I am so disappointed. It would have been much more fun to defeat Tom DeLay fair and square at the ballot box in November.
I was prepared to walk door-to-door in the district (my son, daughter-in-law, and two grandsons who deserve better representation live there). A stunning election defeat for Tom DeLay would show other zealous right-wing politicians that the majority of Americans--when you can get their attention away from trying to make a living and taking care of their families--really are in favor of basic democratic principles and--dare I say--ethical government. They really do believe in liberty and justice for all, in freedom of religion and speech, and in respecting the fundamental rights of others. They want to live and let live, not by the hammer but by common decency and fairness. Many of them were outraged when he violated the medical privacy of Terry Schiavo’s family who were faced with heartrending decisions. Others were shocked by his probable brush with corruption in his dealings with lobbyists. Everyone should be furious about how his long arm reached from Congress into the state redistricting process and defeated those with whom he disagreed, not at the ballot box but in the backrooms.
DeLay fell prey to his own arrogant quest for power over others when he should have been focusing on how he could use his position of public trust to improve the lives of the people he supposedly served. You have to admire and learn from his vision and tenaciousness, while reviling his raw use of power in the service of avarice, personal aggrandizement, and fundamentalist screed.

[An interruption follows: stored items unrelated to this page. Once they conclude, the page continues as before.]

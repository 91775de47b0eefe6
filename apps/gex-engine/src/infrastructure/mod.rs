//! Market-data collaborators.
//!
//! The core never retrieves quotes itself. It consumes chain snapshots through
//! the [`ChainProvider`] port:
//!
//! - [`InMemoryChainProvider`]: seeded snapshots with injectable failures and
//!   latency, for tests and embedding
//! - [`SnapshotDirectory`]: replays JSON snapshots from disk

mod chain_provider;
mod in_memory;
mod snapshot_dir;

pub use chain_provider::{ChainProvider, ChainProviderError};
pub use in_memory::InMemoryChainProvider;
pub use snapshot_dir::{MarketSnapshot, SnapshotDirectory};
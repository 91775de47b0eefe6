//! Gamma exposure profile construction.
//!
//! Converts a chain snapshot into strike-indexed exposure:
//!
//! - per contract: `call_gex = spot * gamma * oi * 100`, `put_gex = -spot * gamma * oi * 100`
//! - rows aggregated by strike across every retained expiration
//! - cumulative exposure over ascending strikes
//! - gamma flip by linear interpolation of the cumulative sign change
//! - top call and put walls

mod builder;
mod exposure;
mod flip;
mod walls;

pub use builder::{CONTRACT_MULTIPLIER, GexProfileBuilder};
pub use exposure::GexExposure;
pub use flip::gamma_flip;
pub use walls::{MAX_WALLS, call_walls, put_walls};
//! Market session calendar.
//!
//! Session windows are compared against whatever naive time the injected
//! [`Clock`] returns, so that clock must read in the exchange's time zone.
//! Injection also keeps time-windowed heuristics reproducible in tests.

use chrono::{Datelike, Duration, Local, NaiveDate, NaiveDateTime, NaiveTime, Timelike, Weekday};

use crate::config::SessionConfig;

/// Source of the current time in the exchange's time zone.
pub trait Clock: Send + Sync {
    /// Current exchange-local time.
    fn now(&self) -> NaiveDateTime;
}

/// Wall clock in the host's local time zone.
///
/// Only exchange-local when the host runs in the exchange's zone (for US
/// equities, `TZ=America/New_York`). Elsewhere, inject a [`Clock`] that
/// converts.
#[derive(Debug, Clone, Copy, Default)]
pub struct SystemClock;

impl Clock for SystemClock {
    fn now(&self) -> NaiveDateTime {
        Local::now().naive_local()
    }
}

/// Clock frozen at a fixed instant.
#[derive(Debug, Clone, Copy)]
pub struct FixedClock(pub NaiveDateTime);

impl Clock for FixedClock {
    fn now(&self) -> NaiveDateTime {
        self.0
    }
}

/// Third Friday of the month, the standard monthly expiration.
#[must_use]
pub fn third_friday(year: i32, month: u32) -> Option<NaiveDate> {
    NaiveDate::from_weekday_of_month_opt(year, month, Weekday::Fri, 3)
}

/// Session hours and event windows.
#[derive(Debug, Clone, Copy, PartialEq, Eq)]
pub struct SessionCalendar {
    open: NaiveTime,
    close: NaiveTime,
    friday_afternoon_hour: u32,
}

impl Default for SessionCalendar {
    fn default() -> Self {
        Self::from_config(&SessionConfig::default())
    }
}

impl SessionCalendar {
    /// Build from session configuration.
    #[must_use]
    pub const fn from_config(config: &SessionConfig) -> Self {
        Self {
            open: config.open,
            close: config.close,
            friday_afternoon_hour: config.friday_afternoon_hour,
        }
    }

    /// First or last hour of the regular session.
    #[must_use]
    pub fn is_institutional_window(&self, now: NaiveDateTime) -> bool {
        let t = now.time();
        let first_hour_end = self.open + Duration::hours(1);
        let last_hour_start = self.close - Duration::hours(1);

        (t >= self.open && t < first_hour_end) || (t >= last_hour_start && t < self.close)
    }

    /// Within five days before (or on) the month's third Friday.
    #[must_use]
    pub fn is_opex_week(&self, date: NaiveDate) -> bool {
        third_friday(date.year(), date.month()).is_some_and(|opex| {
            let days = (opex - date).num_days();
            (0..=5).contains(&days)
        })
    }

    /// OPEX week in a quarterly expiration month.
    #[must_use]
    pub fn is_quad_witching_week(&self, date: NaiveDate) -> bool {
        matches!(date.month(), 3 | 6 | 9 | 12) && self.is_opex_week(date)
    }

    /// Friday at or after the configured afternoon hour.
    #[must_use]
    pub fn is_friday_afternoon(&self, now: NaiveDateTime) -> bool {
        now.weekday() == Weekday::Fri && now.hour() >= self.friday_afternoon_hour
    }
}
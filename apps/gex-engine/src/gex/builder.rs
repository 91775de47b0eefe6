//! Chain snapshot to exposure profile.

use tracing::debug;

use super::exposure::GexExposure;
use crate::models::{ChainSnapshot, GexProfile, MarketContext, OptionContract, StrikeAggregate};
use crate::pricing::GammaModel;
use crate::stress::StressAnalyzer;

/// Shares per listed equity option contract.
pub const CONTRACT_MULTIPLIER: f64 = 100.0;

#[derive(Debug, Clone, Copy)]
enum Side {
    Call,
    Put,
}

/// Builds gamma exposure profiles from chain snapshots.
///
/// Pure over its inputs: the same snapshot and market context always produce
/// the same profile.
#[derive(Debug, Clone, Default)]
pub struct GexProfileBuilder {
    gamma: GammaModel,
    stress: StressAnalyzer,
}

impl GexProfileBuilder {
    /// Create a builder.
    #[must_use]
    pub const fn new(gamma: GammaModel, stress: StressAnalyzer) -> Self {
        Self { gamma, stress }
    }

    /// Gamma model in use.
    #[must_use]
    pub const fn gamma_model(&self) -> &GammaModel {
        &self.gamma
    }

    /// Build a full profile, or `None` when the snapshot has no expirations
    /// or no valid spot.
    #[must_use]
    pub fn build(&self, chain: &ChainSnapshot, context: &MarketContext) -> Option<GexProfile> {
        let exposure = self.build_exposure(chain)?;
        let stress = self.stress.analyze(&exposure, chain, context.now);
        let as_of = chain
            .expirations
            .values()
            .map(|exp| exp.fetched_at)
            .max()
            .unwrap_or_default();

        Some(GexProfile::new(
            exposure,
            stress,
            context.volatility_index,
            as_of,
        ))
    }

    /// Build the exposure portion only.
    #[must_use]
    pub fn build_exposure(&self, chain: &ChainSnapshot) -> Option<GexExposure> {
        if !chain.is_usable() {
            debug!(
                symbol = %chain.symbol,
                spot = chain.spot,
                expirations = chain.expirations.len(),
                "Snapshot not usable for exposure"
            );
            return None;
        }

        let strikes = self.aggregate(chain);
        debug!(symbol = %chain.symbol, strikes = strikes.len(), "Aggregated strikes");

        Some(GexExposure::from_strikes(
            chain.symbol.clone(),
            chain.spot,
            strikes,
        ))
    }

    /// Aggregate per-contract exposure by strike across all expirations.
    ///
    /// Rows come back sorted by ascending strike with `cumulative_gex` unset.
    /// Contracts with a non-positive or non-finite strike are skipped.
    #[must_use]
    pub fn aggregate(&self, chain: &ChainSnapshot) -> Vec<StrikeAggregate> {
        let mut rows: Vec<StrikeAggregate> = Vec::new();

        for expiration in chain.expirations.values() {
            let dte = expiration.days_to_expiry;
            for contract in &expiration.calls {
                self.accumulate(&mut rows, chain.spot, dte, contract, Side::Call);
            }
            for contract in &expiration.puts {
                self.accumulate(&mut rows, chain.spot, dte, contract, Side::Put);
            }
        }

        rows
    }

    fn accumulate(
        &self,
        rows: &mut Vec<StrikeAggregate>,
        spot: f64,
        days_to_expiry: i64,
        contract: &OptionContract,
        side: Side,
    ) {
        if !contract.has_valid_strike() {
            return;
        }

        let gamma = self.gamma.contract_gamma(
            spot,
            contract.strike,
            days_to_expiry,
            contract.implied_volatility,
        );
        let gex = spot * gamma * contract.open_interest as f64 * CONTRACT_MULTIPLIER;

        let idx = match rows.binary_search_by(|row| row.strike.total_cmp(&contract.strike)) {
            Ok(idx) => idx,
            Err(idx) => {
                rows.insert(idx, StrikeAggregate::new(contract.strike, 0.0, 0.0));
                idx
            }
        };
        let row = &mut rows[idx];

        match side {
            Side::Call => {
                row.call_gex += gex;
                row.call_oi = row.call_oi.saturating_add(contract.open_interest);
                row.call_volume = row.call_volume.saturating_add(contract.volume);
            }
            Side::Put => {
                row.put_gex -= gex;
                row.put_oi = row.put_oi.saturating_add(contract.open_interest);
                row.put_volume = row.put_volume.saturating_add(contract.volume);
            }
        }
    }
}
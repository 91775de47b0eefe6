//! Iron-condor family.

use super::generator::Sizing;
use crate::config::IronCondorConfig;
use crate::models::{GexProfile, Signal, SignalType, TradeDirection};

/// Iron condor between the nearest call wall above spot and the nearest put
/// wall below it, when net GEX is large enough and the walls are wide apart.
pub(super) fn signals(
    profile: &GexProfile,
    symbol: &str,
    cfg: &IronCondorConfig,
    sizing: &Sizing<'_>,
) -> Vec<Signal> {
    let net_gex = profile.net_gex();
    if net_gex <= cfg.min_gex || profile.call_walls().is_empty() || profile.put_walls().is_empty()
    {
        return Vec::new();
    }

    let spot = profile.current_price();
    let call_wall = profile
        .call_walls()
        .iter()
        .map(|w| w.strike)
        .filter(|&k| k > spot)
        .reduce(f64::min);
    let put_wall = profile
        .put_walls()
        .iter()
        .map(|w| w.strike)
        .filter(|&k| k < spot)
        .reduce(f64::max);
    let (Some(call_wall), Some(put_wall)) = (call_wall, put_wall) else {
        return Vec::new();
    };

    let spread = (call_wall - put_wall) / spot * 100.0;
    if spread <= cfg.min_wall_spread {
        return Vec::new();
    }

    let bias = if profile.total_put_gex().abs() > profile.total_call_gex() {
        "wider put spread"
    } else {
        "wider call spread"
    };

    vec![
        Signal::new(
            symbol,
            SignalType::IronCondor,
            TradeDirection::IronCondor,
            cfg.confidence
                .score(profile.dealer_pain(), spread - cfg.min_wall_spread),
        )
        .with_levels(
            format!("Sell ${put_wall:.2} put / ${call_wall:.2} call iron condor, {bias}"),
            format!("Keep {:.0}% of credit", sizing.short_target_pct()),
            format!("Close on a break of ${put_wall:.2} or ${call_wall:.2}"),
        )
        .with_expected_move(spread / 2.0)
        .with_horizon(cfg.dte_range.to_string())
        .with_win_rate(cfg.win_rate)
        .with_position_size(sizing.position(sizing.risk.max_position_size_condor))
        .with_reasoning(format!(
            "Net GEX {:.2}B pins price between walls {spread:.2}% apart",
            net_gex / 1e9
        )),
    ]
}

So another corrupt politician bites the dust. But now, while we do have the voters' attention, let's all take all this little civics lesson to heart. Politics is only a crooked and cynical game when we let the crooks and cynics hold the keys to the halls of government.
Go to your next precinct meeting, people. Practice democracy 101. Get registered to vote if you're not already. Vote every time and take your friends and family with you. Go to town halls to meet candidates and elected officials in person. Scour politician's websites and ask them questions. Check their voting records. Organize voters who share your values to get a meeting with candidates prior to elections when they are most likely to spend the time with you and keep in touch after their elections so they know they are accountable. And yes, write a check now and then to candidates you support. It does take money and lots of it to run a campaign. In today’s media-saturated world, candidates have to be able to get their message out to voters. We want to make it possible for people who aren’t rich or simply power mad to run for office. And hold the media accountable too, for representing the candidates and the issues accurately.
When we as citizens fail to do these things, we're the ones who get hammered. That's just the way it is in a democracy, like it or not.